Records contained in a dataset:

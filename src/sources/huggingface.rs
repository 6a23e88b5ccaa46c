//! Hugging Face Inference API client for text classification.
//!
//! Backs the model-based sentiment scorer. The default model
//! (distilbert SST-2) is binary: POSITIVE or NEGATIVE.

use reqwest::Client;
use serde::Deserialize;
use serde_json::json;
use tracing::debug;

use crate::error::SentimentError;
use crate::types::SentimentLabel;

#[derive(Debug, Clone, Deserialize)]
struct LabelScore {
    label: String,
    score: f64,
}

/// The API nests results per input, except for some pipelines.
#[derive(Debug, Deserialize)]
#[serde(untagged)]
enum ClassificationResponse {
    Nested(Vec<Vec<LabelScore>>),
    Flat(Vec<LabelScore>),
    Error { error: String },
}

/// Pick the highest-scoring label from a response body.
fn parse_classification(body: &str) -> Result<(SentimentLabel, f64), SentimentError> {
    let response: ClassificationResponse =
        serde_json::from_str(body).map_err(|e| SentimentError::Parse(e.to_string()))?;

    let candidates = match response {
        ClassificationResponse::Nested(outer) => outer.into_iter().next().unwrap_or_default(),
        ClassificationResponse::Flat(flat) => flat,
        ClassificationResponse::Error { error } => return Err(SentimentError::Unavailable(error)),
    };

    let best = candidates
        .into_iter()
        .filter(|c| c.score.is_finite())
        .max_by(|a, b| a.score.total_cmp(&b.score))
        .ok_or_else(|| SentimentError::Parse("empty classification".to_string()))?;

    let label = SentimentLabel::from_str(&best.label)
        .ok_or_else(|| SentimentError::Parse(format!("unknown label {}", best.label)))?;

    Ok((label, best.score.clamp(0.0, 1.0)))
}

/// Inference API client for one model endpoint.
pub struct HuggingFaceClient {
    client: Client,
    endpoint: String,
    api_token: Option<String>,
}

impl HuggingFaceClient {
    pub fn new(client: Client, endpoint: String, api_token: Option<String>) -> Self {
        Self {
            client,
            endpoint,
            api_token,
        }
    }

    /// Classify one text, returning the top label and its score.
    pub async fn classify(&self, text: &str) -> Result<(SentimentLabel, f64), SentimentError> {
        debug!("Classifying headline via {}", self.endpoint);

        let mut request = self
            .client
            .post(&self.endpoint)
            .json(&json!({ "inputs": text }));

        if let Some(ref token) = self.api_token {
            request = request.bearer_auth(token);
        }

        let response = request.send().await?;
        let status = response.status();
        let body = response.text().await?;

        if status.is_success() {
            return parse_classification(&body);
        }

        // A loading model answers 503 with an `error` message worth keeping.
        match parse_classification(&body) {
            Err(SentimentError::Unavailable(msg)) => Err(SentimentError::Unavailable(msg)),
            _ => Err(SentimentError::Status(status)),
        }
    }
}
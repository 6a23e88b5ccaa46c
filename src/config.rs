use std::env;
use std::str::FromStr;
use std::time::Duration;

use crate::types::{SentimentStrategy, SignalThresholds};

/// Default Hugging Face text-classification model for headline sentiment.
pub const DEFAULT_SENTIMENT_MODEL: &str = "distilbert-base-uncased-finetuned-sst-2-english";

/// Default inference endpoint; the model id is appended.
pub const DEFAULT_SENTIMENT_MODEL_URL: &str = "https://router.huggingface.co/hf-inference/models";

/// Ticker used when a request does not name one.
pub const DEFAULT_TICKER: &str = "MSFT";

/// Application configuration.
#[derive(Debug, Clone)]
pub struct Config {
    /// Server host address.
    pub host: String,
    /// Server port.
    pub port: u16,
    /// Alpha Vantage API key (primary price source).
    pub alpha_vantage_api_key: Option<String>,
    /// Financial Modeling Prep API key (secondary price source).
    pub fmp_api_key: Option<String>,
    /// Query Yahoo Finance when the keyed providers fail.
    pub yahoo_enabled: bool,
    /// NewsAPI key used when a request does not carry its own.
    pub news_api_key: Option<String>,
    /// Hugging Face token for the model-based scorer.
    pub hf_api_token: Option<String>,
    /// Which sentiment scorer to use.
    pub sentiment_strategy: SentimentStrategy,
    /// Model id for the model-based scorer.
    pub sentiment_model: String,
    /// Inference endpoint base URL.
    pub sentiment_model_url: String,
    /// Per-attempt timeout for price providers.
    pub provider_timeout: Duration,
    /// Timeout for the news provider.
    pub news_timeout: Duration,
    /// Timeout for one classifier call.
    pub model_timeout: Duration,
    /// TTL for cached live price series (zero disables caching).
    pub price_cache_ttl: Duration,
    /// RSI lookback window.
    pub rsi_window: usize,
    /// Default classification thresholds.
    pub thresholds: SignalThresholds,
}

/// Parse a boolean switch, ignoring case. Unrecognised values give `None`.
fn parse_flag(value: &str) -> Option<bool> {
    match value.to_ascii_lowercase().as_str() {
        "true" | "1" | "yes" | "on" => Some(true),
        "false" | "0" | "no" | "off" => Some(false),
        _ => None,
    }
}

impl Default for Config {
    fn default() -> Self {
        Self {
            host: "0.0.0.0".to_string(),
            port: 3001,
            alpha_vantage_api_key: None,
            fmp_api_key: None,
            yahoo_enabled: true,
            news_api_key: None,
            hf_api_token: None,
            sentiment_strategy: SentimentStrategy::Heuristic,
            sentiment_model: DEFAULT_SENTIMENT_MODEL.to_string(),
            sentiment_model_url: DEFAULT_SENTIMENT_MODEL_URL.to_string(),
            provider_timeout: Duration::from_secs(5),
            news_timeout: Duration::from_secs(10),
            model_timeout: Duration::from_secs(10),
            price_cache_ttl: Duration::from_secs(300),
            rsi_window: 14,
            thresholds: SignalThresholds::default(),
        }
    }
}

impl Config {
    /// Load configuration from environment variables.
    pub fn from_env() -> Self {
        Self::from_lookup(|key| env::var(key).ok())
    }

    /// Build configuration from an arbitrary key lookup.
    ///
    /// Missing or unparseable values fall back to the defaults. Empty strings
    /// count as missing so `FMP_API_KEY=` in a `.env` file disables the provider.
    pub fn from_lookup<F>(lookup: F) -> Self
    where
        F: Fn(&str) -> Option<String>,
    {
        let defaults = Self::default();
        let get = |key: &str| lookup(key).map(|v| v.trim().to_string()).filter(|v| !v.is_empty());
        let parse = |key: &str| get(key).and_then(|v| v.parse::<f64>().ok());
        let secs = |key: &str, default: Duration| {
            get(key)
                .and_then(|v| u64::from_str(&v).ok())
                .map(Duration::from_secs)
                .unwrap_or(default)
        };

        let thresholds = SignalThresholds {
            sentiment_threshold: parse("SENTIMENT_THRESHOLD")
                .unwrap_or(defaults.thresholds.sentiment_threshold),
            oversold_rsi: parse("OVERSOLD_RSI").unwrap_or(defaults.thresholds.oversold_rsi),
            overbought_rsi: parse("OVERBOUGHT_RSI").unwrap_or(defaults.thresholds.overbought_rsi),
        };
        // Never start with thresholds that would reject every request.
        let thresholds = if thresholds.validate().is_ok() {
            thresholds
        } else {
            defaults.thresholds
        };

        Self {
            host: get("HOST").unwrap_or(defaults.host),
            port: get("PORT")
                .and_then(|p| p.parse().ok())
                .unwrap_or(defaults.port),
            alpha_vantage_api_key: get("ALPHA_VANTAGE_API_KEY"),
            fmp_api_key: get("FMP_API_KEY"),
            yahoo_enabled: get("YAHOO_ENABLED")
                .and_then(|v| parse_flag(&v))
                .unwrap_or(defaults.yahoo_enabled),
            news_api_key: get("NEWS_API_KEY"),
            hf_api_token: get("HF_API_TOKEN"),
            sentiment_strategy: get("SENTIMENT_STRATEGY")
                .and_then(|s| SentimentStrategy::from_str(&s))
                .unwrap_or(defaults.sentiment_strategy),
            sentiment_model: get("SENTIMENT_MODEL").unwrap_or(defaults.sentiment_model),
            sentiment_model_url: get("SENTIMENT_MODEL_URL")
                .map(|u| u.trim_end_matches('/').to_string())
                .unwrap_or(defaults.sentiment_model_url),
            provider_timeout: secs("PROVIDER_TIMEOUT_SECS", defaults.provider_timeout),
            news_timeout: secs("NEWS_TIMEOUT_SECS", defaults.news_timeout),
            model_timeout: secs("MODEL_TIMEOUT_SECS", defaults.model_timeout),
            price_cache_ttl: secs("PRICE_CACHE_TTL_SECS", defaults.price_cache_ttl),
            rsi_window: get("RSI_WINDOW")
                .and_then(|v| v.parse().ok())
                .filter(|w: &usize| *w > 0)
                .unwrap_or(defaults.rsi_window),
            thresholds,
        }
    }

    /// Full classifier endpoint for the configured model.
    pub fn sentiment_endpoint(&self) -> String {
        format!("{}/{}", self.sentiment_model_url, self.sentiment_model)
    }
}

**Work item:** Only the lines above, from the first through the one holding "let label = SentimentLabel::from_str(&best.label)", are to be output, and they must be copied exactly.

**Exercise solution:**
filename src/sources/huggingface.rs
repository 6a23e88b5ccaa46c
//! Hugging Face Inference API client for text classification.
//!
//! Backs the model-based sentiment scorer. The default model
//! (distilbert SST-2) is binary: POSITIVE or NEGATIVE.

use reqwest::Client;
use serde::Deserialize;
use serde_json::json;
use tracing::debug;

use crate::error::SentimentError;
use crate::types::SentimentLabel;

#[derive(Debug, Clone, Deserialize)]
struct LabelScore {
    label: String,
    score: f64,
}

/// The API nests results per input, except for some pipelines.
#[derive(Debug, Deserialize)]
#[serde(untagged)]
enum ClassificationResponse {
    Nested(Vec<Vec<LabelScore>>),
    Flat(Vec<LabelScore>),
    Error { error: String },
}

/// Pick the highest-scoring label from a response body.
fn parse_classification(body: &str) -> Result<(SentimentLabel, f64), SentimentError> {
    let response: ClassificationResponse =
        serde_json::from_str(body).map_err(|e| SentimentError::Parse(e.to_string()))?;

    let candidates = match response {
        ClassificationResponse::Nested(outer) => outer.into_iter().next().unwrap_or_default(),
        ClassificationResponse::Flat(flat) => flat,
        ClassificationResponse::Error { error } => return Err(SentimentError::Unavailable(error)),
    };

    let best = candidates
        .into_iter()
        .filter(|c| c.score.is_finite())
        .max_by(|a, b| a.score.total_cmp(&b.score))
        .ok_or_else(|| SentimentError::Parse("empty classification".to_string()))?;

    let label = SentimentLabel::from_str(&best.label)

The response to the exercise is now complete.